# Scroll Saw Blade Clamps



## jim evans (8 Jul 2007)

I find clamping blades fiddly and both Delta machines I have owned featured quick acting clamps which I found no easier to use.
Has anyone designed an improved clamp?The Hegner one looks good but I don`t know whether it is adaptable to my Delta 40-560.


----------



## Gill (8 Jul 2007)

If you're prepared to import from the US, Frank Pozsgai makes a range of blade clamps for different saws. He might have something suitable for yours.

Gill


----------



## jim evans (8 Jul 2007)

Thanks Gill.Am emailing him.


----------



## Newbie_Neil (9 Jul 2007)

Hi Jim

Welcome to the forum.

Cheers
Neil


----------



## jim evans (9 Jul 2007)

Thanks Neil.....I am glad I found it.It`s quite lonely trying to make things in a post industrial society!


----------



## Gill (9 Jul 2007)

jim evans":3is0rvjg said:


> Thanks Neil.....I am glad I found it.It`s quite lonely trying to make things in a post industrial society!
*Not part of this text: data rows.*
use std::fs;
use std::path::{Path, PathBuf};

use adstudio_contracts::aspect::AspectRatio;
use adstudio_contracts::events::EventWriter;
use adstudio_contracts::prompts::{composition_guidance, Language};
use adstudio_contracts::runs::receipts::{
    build_receipt, write_receipt, ImageRequest, ReceiptArtifacts,
};
use adstudio_contracts::upscale::{QuotaLedger, UpscaleScale, MONTHLY_FREE_QUOTA};
use adstudio_engine::raster::{decode_data_url, decode_rgba, encode_data_url, guess_mime};
use adstudio_engine::upscale::upscaling_enabled_from_env;
use adstudio_engine::{
    DryrunAssistant, DryrunGenerator, GenerationRequest, GenerationService, InlineImage,
    NormalizeConfig, NormalizeOutcome, Normalizer, ResampleUpscaler, RetryPolicy, UpscaleOptions,
    UpscaleService,
};
use anyhow::{bail, Context, Result};
use clap::{Parser, Subcommand};
use serde_json::{json, Value};

const DEFAULT_QUOTA_FILE: &str = ".adstudio/upscale-quota.json";

#[derive(Debug, Parser)]
#[command(name = "adstudio", version, about = "Ad creative normalization toolkit")]
struct Cli {
    #[command(subcommand)]
    command: Command,
}

#[derive(Debug, Subcommand)]
enum Command {
    /// Crop and resize an image to an aspect ratio.
    Normalize(NormalizeArgs),
    /// Print the normalization plan without writing pixels.
    Inspect(InspectArgs),
    /// Generate images with the offline provider and normalize them.
    Generate(GenerateArgs),
    /// Upscale an image against the monthly quota.
    Upscale(UpscaleArgs),
    /// Print the composition guidance sent ahead of a prompt.
    Guidance(GuidanceArgs),
    /// Show monthly upscale quota usage.
    Quota(QuotaArgs),
}

#[derive(Debug, Parser)]
struct NormalizeArgs {
    #[arg(long)]
    input: PathBuf,
    #[arg(long)]
    out: PathBuf,
    #[arg(long, default_value = "Auto")]
    ratio: String,
    /// Write the original image instead of failing.
    #[arg(long)]
    best_effort: bool,
}

#[derive(Debug, Parser)]
struct InspectArgs {
    #[arg(long)]
    input: PathBuf,
    #[arg(long)]
    ratio: String,
}

#[derive(Debug, Parser)]
struct GenerateArgs {
    #[arg(long)]
    prompt: String,
    #[arg(long)]
    out: PathBuf,
    #[arg(long, default_value = "Auto")]
    ratio: String,
    #[arg(long, default_value_t = 1)]
    count: usize,
    #[arg(long)]
    negative: Option<String>,
    #[arg(long)]
    seed: Option<String>,
    #[arg(long, default_value = "en")]
    language: String,
    #[arg(long = "reference")]
    references: Vec<PathBuf>,
    #[arg(long)]
    structure: Option<PathBuf>,
    #[arg(long)]
    style: Option<String>,
    /// Image whose look is described and added to the prompt.
    #[arg(long)]
    style_image: Option<PathBuf>,
    #[arg(long, default_value_t = 1024)]
    width: u32,
    #[arg(long, default_value_t = 1024)]
    height: u32,
    /// White band thickness added by the offline provider.
    #[arg(long)]
    letterbox: Option<u32>,
    #[arg(long)]
    events: Option<PathBuf>,
}

#[derive(Debug, Parser)]
struct UpscaleArgs {
    #[arg(long)]
    input: PathBuf,
    #[arg(long)]
    out: PathBuf,
    #[arg(long, default_value_t = 2)]
    scale: u32,
    #[arg(long)]
    target_width: Option<u32>,
    #[arg(long)]
    target_height: Option<u32>,
    #[arg(long, default_value = DEFAULT_QUOTA_FILE)]
    quota_file: PathBuf,
    #[arg(long)]
    events: Option<PathBuf>,
}

#[derive(Debug, Parser)]
struct GuidanceArgs {
    #[arg(long)]
    ratio: String,
    #[arg(long, default_value = "en")]
    language: String,
}

#[derive(Debug, Parser)]
struct QuotaArgs {
    #[arg(long, default_value = DEFAULT_QUOTA_FILE)]
    quota_file: PathBuf,
}

fn main() {
    env_logger::Builder::from_env(env_logger::Env::default().default_filter_or("warn")).init();
    match run() {
        Ok(code) => std::process::exit(code),
        Err(err) => {
            eprintln!("adstudio error: {err:#}");
            std::process::exit(1);
        }
    }
}

fn run() -> Result<i32> {
    let cli = Cli::parse();
    match cli.command {
        Command::Normalize(args) => run_normalize(args),
        Command::Inspect(args) => run_inspect(args),
        Command::Generate(args) => run_generate(args),
        Command::Upscale(args) => run_upscale(args),
        Command::Guidance(args) => run_guidance(args),
        Command::Quota(args) => run_quota(args),
    }
}

fn run_normalize(args: NormalizeArgs) -> Result<i32> {
    let input = read_image_input(&args.input)?;
    let normalizer = Normalizer::new(NormalizeConfig::from_env());

    let (bytes, status) = if args.best_effort {
        let best = normalizer.normalize_or_original(&input, &args.ratio);
        let status = match &best.outcome {
            NormalizeOutcome::Bypassed => json!({ "status": "bypassed" }),
            NormalizeOutcome::Normalized(plan) => json!({ "status": "normalized", "plan": plan }),
            NormalizeOutcome::FellBack(reason) => json!({ "status": "fell_back", "error": reason }),
        };
        (best.bytes, status)
    } else {
        let target = AspectRatio::parse(&args.ratio)?;
        if target.is_auto() {
            (input, json!({ "status": "bypassed" }))
        } else {
            let normalized = normalizer
                .normalize_detailed(&input, &target)
                .with_context(|| format!("failed to normalize {}", args.input.display()))?;
            (
                normalized.bytes,
                json!({ "status": "normalized", "plan": normalized.plan }),
            )
        }
    };

    write_bytes(&args.out, &bytes)?;
    let mut summary = status;
    if let Value::Object(map) = &mut summary {
        map.insert("out".to_string(), json!(args.out.display().to_string()));
    }
    println!("{}", serde_json::to_string_pretty(&summary)?);
    Ok(0)
}

fn run_inspect(args: InspectArgs) -> Result<i32> {
    let input = read_image_input(&args.input)?;
    let config = NormalizeConfig::from_env();
    let target = AspectRatio::parse(&args.ratio)?;
    let image = decode_rgba(&input, &config)
        .with_context(|| format!("failed to decode {}", args.input.display()))?;
    let plan = Normalizer::new(config).plan(&image, &target)?;
    let payload = json!({
        "source": [image.width(), image.height()],
        "aspect_ratio": target.to_string(),
        "plan": plan,
    });
    println!("{}", serde_json::to_string_pretty(&payload)?);
    Ok(0)
}

fn run_generate(args: GenerateArgs) -> Result<i32> {
    if args.count == 0 {
        bail!("--count must be at least 1");
    }
    if args.width == 0 || args.height == 0 {
        bail!("--width and --height must be at least 1");
    }
    let language: Language = args
        .language
        .parse()
        .map_err(|_| anyhow::anyhow!("unsupported language '{}'", args.language))?;
    fs::create_dir_all(&args.out)
        .with_context(|| format!("failed to create {}", args.out.display()))?;

    let references = args
        .references
        .iter()
        .map(|path| read_inline_image(path))
        .collect::<Result<Vec<_>>>()?;
    let structure_guide = args
        .structure
        .as_deref()
        .map(read_inline_image)
        .transpose()?;
    let style_image = args
        .style_image
        .as_deref()
        .map(read_inline_image)
        .transpose()?;

    let mut generator = DryrunGenerator::new(args.width, args.height)?;
    if let Some(band) = args.letterbox {
        generator = generator.with_letterbox(band);
    }
    let events_path = args
        .events
        .clone()
        .unwrap_or_else(|| args.out.join("events.jsonl"));
    let events = EventWriter::new(&events_path, uuid::Uuid::new_v4().to_string());
    let service = GenerationService::new(
        generator,
        Box::new(DryrunAssistant),
        Normalizer::new(NormalizeConfig::from_env()),
        RetryPolicy::from_env(),
        events,
    );

    let request = GenerationRequest {
        prompt: args.prompt.clone(),
        aspect_ratio: args.ratio.clone(),
        references,
        style_description: args.style.clone(),
        style_image,
        structure_guide,
        negative_prompt: args.negative.clone(),
        seed: args.seed.clone(),
        language,
    };
    let generations = service.generate_batch(&request, args.count)?;

    for generation in &generations {
        let stem = generation.image.id.chars().take(8).collect::<String>();
        let image_path = args.out.join(format!("image-{stem}.png"));
        let receipt_path = args.out.join(format!("receipt-{stem}.json"));
        let decoded = decode_data_url(&generation.image.image_data_url)?;
        write_bytes(&image_path, &decoded.bytes)?;

        let receipt_request = ImageRequest {
            prompt: request.prompt.clone(),
            aspect_ratio: request.aspect_ratio.clone(),
            negative_prompt: request.negative_prompt.clone(),
            seed: request.seed.clone(),
            reference_count: request.references.len(),
            language: language.code().to_string(),
            provider: generation.provider.clone(),
        };
        let receipt = build_receipt(
            &receipt_request,
            &generation.composed_prompt,
            &generation.normalization_summary(),
            &generation.warnings,
            ReceiptArtifacts {
                image_path: &image_path,
                receipt_path: &receipt_path,
            },
        );
        write_receipt(&receipt_path, &receipt)?;
        for warning in &generation.warnings {
            log::warn!("{warning}");
        }
        println!("{}", image_path.display());
    }
    Ok(0)
}

fn run_upscale(args: UpscaleArgs) -> Result<i32> {
    let scale = UpscaleScale::from_factor(args.scale)
        .ok_or_else(|| anyhow::anyhow!("--scale must be 2 or 4, got {}", args.scale))?;
    let input = read_image_input(&args.input)?;
    let events = match &args.events {
        Some(path) => EventWriter::new(path, uuid::Uuid::new_v4().to_string()),
        None => EventWriter::disabled(uuid::Uuid::new_v4().to_string()),
    };
    let service = UpscaleService::new(
        ResampleUpscaler::default(),
        QuotaLedger::new(&args.quota_file, MONTHLY_FREE_QUOTA),
        upscaling_enabled_from_env(),
        events,
    );
    let options = UpscaleOptions {
        scale,
        target_width: args.target_width,
        target_height: args.target_height,
    };
    let source = encode_data_url(guess_mime(&input), &input);
    let upscaled = service.upscale_data_url(&source, &options)?;
    write_bytes(&args.out, &decode_data_url(&upscaled.data_url)?.bytes)?;
    println!(
        "{}",
        serde_json::to_string_pretty(&json!({
            "out": args.out.display().to_string(),
            "width": upscaled.dimensions.width,
            "height": upscaled.dimensions.height,
            "quota": upscaled.quota,
        }))?
    );
    Ok(0)
}

fn run_guidance(args: GuidanceArgs) -> Result<i32> {
    let ratio = AspectRatio::parse(&args.ratio)?;
    let language: Language = args
        .language
        .parse()
        .map_err(|_| anyhow::anyhow!("unsupported language '{}'", args.language))?;
    println!("{}", composition_guidance(&ratio, language));
    Ok(0)
}

fn run_quota(args: QuotaArgs) -> Result<i32> {
    let status = QuotaLedger::new(&args.quota_file, MONTHLY_FREE_QUOTA).status();
    println!("{}", serde_json::to_string_pretty(&status)?);
    Ok(0)
}

/// File contents, or the decoded payload when the file holds a data URI.
fn read_image_input(path: &Path) -> Result<Vec<u8>> {
    let raw = fs::read(path).with_context(|| format!("failed to read {}", path.display()))?;
    if raw.starts_with(b"data:") {
        let text = String::from_utf8(raw)
            .with_context(|| format!("{} is not valid UTF-8", path.display()))?;
        return Ok(decode_data_url(&text)?.bytes);
    }
    Ok(raw)
}

fn read_inline_image(path: &Path) -> Result<InlineImage> {
    Ok(InlineImage::from_bytes(read_image_input(path)?))
}

fn write_bytes(path: &Path, bytes: &[u8]) -> Result<()> {
    if let Some(parent) = path.parent() {
        fs::create_dir_all(parent)?;
    }
    fs::write(path, bytes).with_context(|| format!("failed to write {}", path.display()))?;
    Ok(())
}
Forgive me straying off topic, but I noticed in another of your other posts that you cut metal. What sort of things do you make?

Gill


----------



## jim evans (9 Jul 2007)

It`s a long story Gill,but for some years I was attempting to make a new type of mechanical clock movement and was crossing out wheels.
In the end I had to accept defeat and have turned to the idea of making clock cases,dials and hands...which,although I have not completed one yet,already seems a much more interesting and rewarding interest.
I am a sixty year old early retiree/refugee from a draining social work career with a need to make a bit of cash and do "something completely different" to keep my brain alive.
The scroll sawing has always been so frustrating that I have ended up using other methods...including a hand fret saw...which seems a lot quicker in the long run!


----------